**WHAT TO DO**. Go through the records, and copy each line in which the string "AppliedPolicy" is present.

**SOURCE MATERIAL**.
--- START ---
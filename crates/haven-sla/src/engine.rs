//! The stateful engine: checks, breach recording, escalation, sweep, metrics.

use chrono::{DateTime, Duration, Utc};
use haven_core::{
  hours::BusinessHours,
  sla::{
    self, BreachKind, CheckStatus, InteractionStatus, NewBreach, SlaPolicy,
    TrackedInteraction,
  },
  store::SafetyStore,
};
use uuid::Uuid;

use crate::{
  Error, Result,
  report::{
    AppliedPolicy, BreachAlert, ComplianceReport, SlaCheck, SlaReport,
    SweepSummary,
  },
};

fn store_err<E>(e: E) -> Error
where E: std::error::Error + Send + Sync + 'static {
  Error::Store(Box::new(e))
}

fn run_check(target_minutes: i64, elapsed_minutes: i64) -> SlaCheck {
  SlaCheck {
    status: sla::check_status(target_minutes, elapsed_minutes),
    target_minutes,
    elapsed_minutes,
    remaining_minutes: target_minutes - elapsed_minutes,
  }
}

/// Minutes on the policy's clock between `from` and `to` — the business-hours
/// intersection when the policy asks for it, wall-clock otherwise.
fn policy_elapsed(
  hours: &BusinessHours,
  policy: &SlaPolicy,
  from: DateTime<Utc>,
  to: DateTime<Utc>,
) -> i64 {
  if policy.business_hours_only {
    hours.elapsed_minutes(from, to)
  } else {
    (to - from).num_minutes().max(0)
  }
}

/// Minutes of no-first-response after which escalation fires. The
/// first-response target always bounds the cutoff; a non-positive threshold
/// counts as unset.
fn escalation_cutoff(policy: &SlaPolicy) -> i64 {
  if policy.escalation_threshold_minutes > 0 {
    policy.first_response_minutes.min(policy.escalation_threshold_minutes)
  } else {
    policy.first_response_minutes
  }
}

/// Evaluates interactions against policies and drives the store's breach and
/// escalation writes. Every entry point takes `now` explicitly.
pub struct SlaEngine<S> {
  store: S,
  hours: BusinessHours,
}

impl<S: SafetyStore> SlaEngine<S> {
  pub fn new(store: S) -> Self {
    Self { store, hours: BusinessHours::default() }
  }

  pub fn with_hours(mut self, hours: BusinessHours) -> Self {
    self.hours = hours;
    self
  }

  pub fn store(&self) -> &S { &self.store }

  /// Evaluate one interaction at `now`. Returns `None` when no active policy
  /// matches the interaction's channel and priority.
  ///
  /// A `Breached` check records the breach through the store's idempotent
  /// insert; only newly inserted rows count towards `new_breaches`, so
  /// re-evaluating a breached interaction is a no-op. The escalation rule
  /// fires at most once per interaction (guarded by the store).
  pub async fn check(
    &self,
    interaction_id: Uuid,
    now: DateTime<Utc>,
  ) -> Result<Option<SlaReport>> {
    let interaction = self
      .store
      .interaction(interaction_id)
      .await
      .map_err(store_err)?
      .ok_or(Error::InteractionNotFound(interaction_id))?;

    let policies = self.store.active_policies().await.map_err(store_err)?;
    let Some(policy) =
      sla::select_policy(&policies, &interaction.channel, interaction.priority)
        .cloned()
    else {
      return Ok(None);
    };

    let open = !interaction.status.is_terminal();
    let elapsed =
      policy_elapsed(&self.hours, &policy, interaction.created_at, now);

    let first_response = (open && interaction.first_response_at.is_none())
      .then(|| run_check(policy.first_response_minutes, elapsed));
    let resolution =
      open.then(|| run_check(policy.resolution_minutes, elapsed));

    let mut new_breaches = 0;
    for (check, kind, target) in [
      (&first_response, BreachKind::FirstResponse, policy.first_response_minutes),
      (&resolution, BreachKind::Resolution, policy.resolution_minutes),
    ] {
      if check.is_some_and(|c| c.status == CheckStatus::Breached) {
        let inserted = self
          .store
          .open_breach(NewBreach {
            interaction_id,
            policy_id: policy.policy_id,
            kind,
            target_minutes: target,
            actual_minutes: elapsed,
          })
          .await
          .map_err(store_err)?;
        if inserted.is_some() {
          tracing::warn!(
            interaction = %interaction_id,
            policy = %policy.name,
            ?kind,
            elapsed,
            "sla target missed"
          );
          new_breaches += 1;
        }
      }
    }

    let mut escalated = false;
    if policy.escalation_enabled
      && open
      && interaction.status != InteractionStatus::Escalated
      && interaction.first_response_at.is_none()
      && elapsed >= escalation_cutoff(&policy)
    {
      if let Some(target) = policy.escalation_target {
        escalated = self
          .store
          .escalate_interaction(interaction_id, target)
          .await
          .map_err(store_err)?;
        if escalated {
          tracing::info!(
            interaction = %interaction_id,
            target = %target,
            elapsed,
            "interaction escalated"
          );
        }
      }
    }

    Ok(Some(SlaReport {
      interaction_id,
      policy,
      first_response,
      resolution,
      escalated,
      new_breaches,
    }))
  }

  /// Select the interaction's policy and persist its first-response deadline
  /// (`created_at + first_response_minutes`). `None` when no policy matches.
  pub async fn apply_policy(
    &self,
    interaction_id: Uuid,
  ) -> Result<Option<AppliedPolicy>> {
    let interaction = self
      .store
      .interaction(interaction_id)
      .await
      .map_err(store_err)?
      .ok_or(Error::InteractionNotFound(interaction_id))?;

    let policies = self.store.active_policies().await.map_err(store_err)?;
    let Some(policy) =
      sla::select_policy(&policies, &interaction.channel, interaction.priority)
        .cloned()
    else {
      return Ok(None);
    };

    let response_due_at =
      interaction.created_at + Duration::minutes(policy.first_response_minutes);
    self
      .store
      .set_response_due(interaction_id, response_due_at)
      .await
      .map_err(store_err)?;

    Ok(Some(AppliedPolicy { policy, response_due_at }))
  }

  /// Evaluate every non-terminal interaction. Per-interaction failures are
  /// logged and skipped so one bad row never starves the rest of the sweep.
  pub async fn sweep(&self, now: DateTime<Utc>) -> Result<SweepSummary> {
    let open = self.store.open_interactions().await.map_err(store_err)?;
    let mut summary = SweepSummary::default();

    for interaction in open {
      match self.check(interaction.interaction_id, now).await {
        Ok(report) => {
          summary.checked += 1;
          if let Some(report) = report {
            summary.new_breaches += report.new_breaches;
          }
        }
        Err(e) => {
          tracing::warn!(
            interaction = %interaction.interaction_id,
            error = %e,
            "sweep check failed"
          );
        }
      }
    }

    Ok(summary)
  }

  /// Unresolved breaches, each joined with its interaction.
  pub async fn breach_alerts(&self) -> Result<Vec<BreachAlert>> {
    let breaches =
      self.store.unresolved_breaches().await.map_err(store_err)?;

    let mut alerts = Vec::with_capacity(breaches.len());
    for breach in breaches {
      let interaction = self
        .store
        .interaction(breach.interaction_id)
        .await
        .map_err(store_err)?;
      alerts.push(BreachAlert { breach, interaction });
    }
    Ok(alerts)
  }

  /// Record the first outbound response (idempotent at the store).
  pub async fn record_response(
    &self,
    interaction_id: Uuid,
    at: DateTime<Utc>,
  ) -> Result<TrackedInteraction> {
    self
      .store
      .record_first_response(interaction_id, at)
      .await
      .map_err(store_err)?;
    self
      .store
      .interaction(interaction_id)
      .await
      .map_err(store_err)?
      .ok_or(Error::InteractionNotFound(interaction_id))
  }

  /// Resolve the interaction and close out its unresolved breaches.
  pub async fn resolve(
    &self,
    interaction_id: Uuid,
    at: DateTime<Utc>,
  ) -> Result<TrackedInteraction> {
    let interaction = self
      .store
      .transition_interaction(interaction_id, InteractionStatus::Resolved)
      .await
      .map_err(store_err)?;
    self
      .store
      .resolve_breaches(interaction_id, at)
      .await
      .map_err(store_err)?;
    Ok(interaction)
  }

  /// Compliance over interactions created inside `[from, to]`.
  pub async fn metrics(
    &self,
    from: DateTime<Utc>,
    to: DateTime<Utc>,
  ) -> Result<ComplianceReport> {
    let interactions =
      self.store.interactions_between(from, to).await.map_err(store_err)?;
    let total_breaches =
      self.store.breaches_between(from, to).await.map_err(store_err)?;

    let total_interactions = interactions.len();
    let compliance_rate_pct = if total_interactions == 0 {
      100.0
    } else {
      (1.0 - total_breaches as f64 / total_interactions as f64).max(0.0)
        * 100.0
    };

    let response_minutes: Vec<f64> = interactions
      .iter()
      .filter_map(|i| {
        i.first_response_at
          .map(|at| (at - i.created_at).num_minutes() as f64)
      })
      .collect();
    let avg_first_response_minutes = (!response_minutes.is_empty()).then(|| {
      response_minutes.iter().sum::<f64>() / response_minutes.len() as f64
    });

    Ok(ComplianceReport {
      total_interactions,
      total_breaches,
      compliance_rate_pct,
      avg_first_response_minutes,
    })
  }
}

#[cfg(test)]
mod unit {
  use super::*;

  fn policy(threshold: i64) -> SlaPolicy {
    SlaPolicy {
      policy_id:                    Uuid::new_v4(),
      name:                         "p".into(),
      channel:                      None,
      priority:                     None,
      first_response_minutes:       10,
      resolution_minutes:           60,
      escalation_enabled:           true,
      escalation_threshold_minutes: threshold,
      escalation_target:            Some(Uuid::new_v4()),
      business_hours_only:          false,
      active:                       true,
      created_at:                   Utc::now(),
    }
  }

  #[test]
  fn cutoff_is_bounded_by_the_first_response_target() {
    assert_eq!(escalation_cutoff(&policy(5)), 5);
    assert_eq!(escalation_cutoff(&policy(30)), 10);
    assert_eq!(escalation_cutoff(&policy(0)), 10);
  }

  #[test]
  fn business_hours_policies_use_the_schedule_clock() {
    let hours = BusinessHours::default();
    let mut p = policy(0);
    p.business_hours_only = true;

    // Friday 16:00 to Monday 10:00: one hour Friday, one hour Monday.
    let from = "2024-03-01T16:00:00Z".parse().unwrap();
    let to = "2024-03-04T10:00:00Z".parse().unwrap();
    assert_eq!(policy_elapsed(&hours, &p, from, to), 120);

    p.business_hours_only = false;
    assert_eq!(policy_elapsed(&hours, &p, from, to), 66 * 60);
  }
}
--- END ---
**EXERCISE OUTPUT**.
    AppliedPolicy, BreachAlert, ComplianceReport, SlaCheck, SlaReport,
  ) -> Result<Option<AppliedPolicy>> {
    Ok(Some(AppliedPolicy { policy, response_due_at }))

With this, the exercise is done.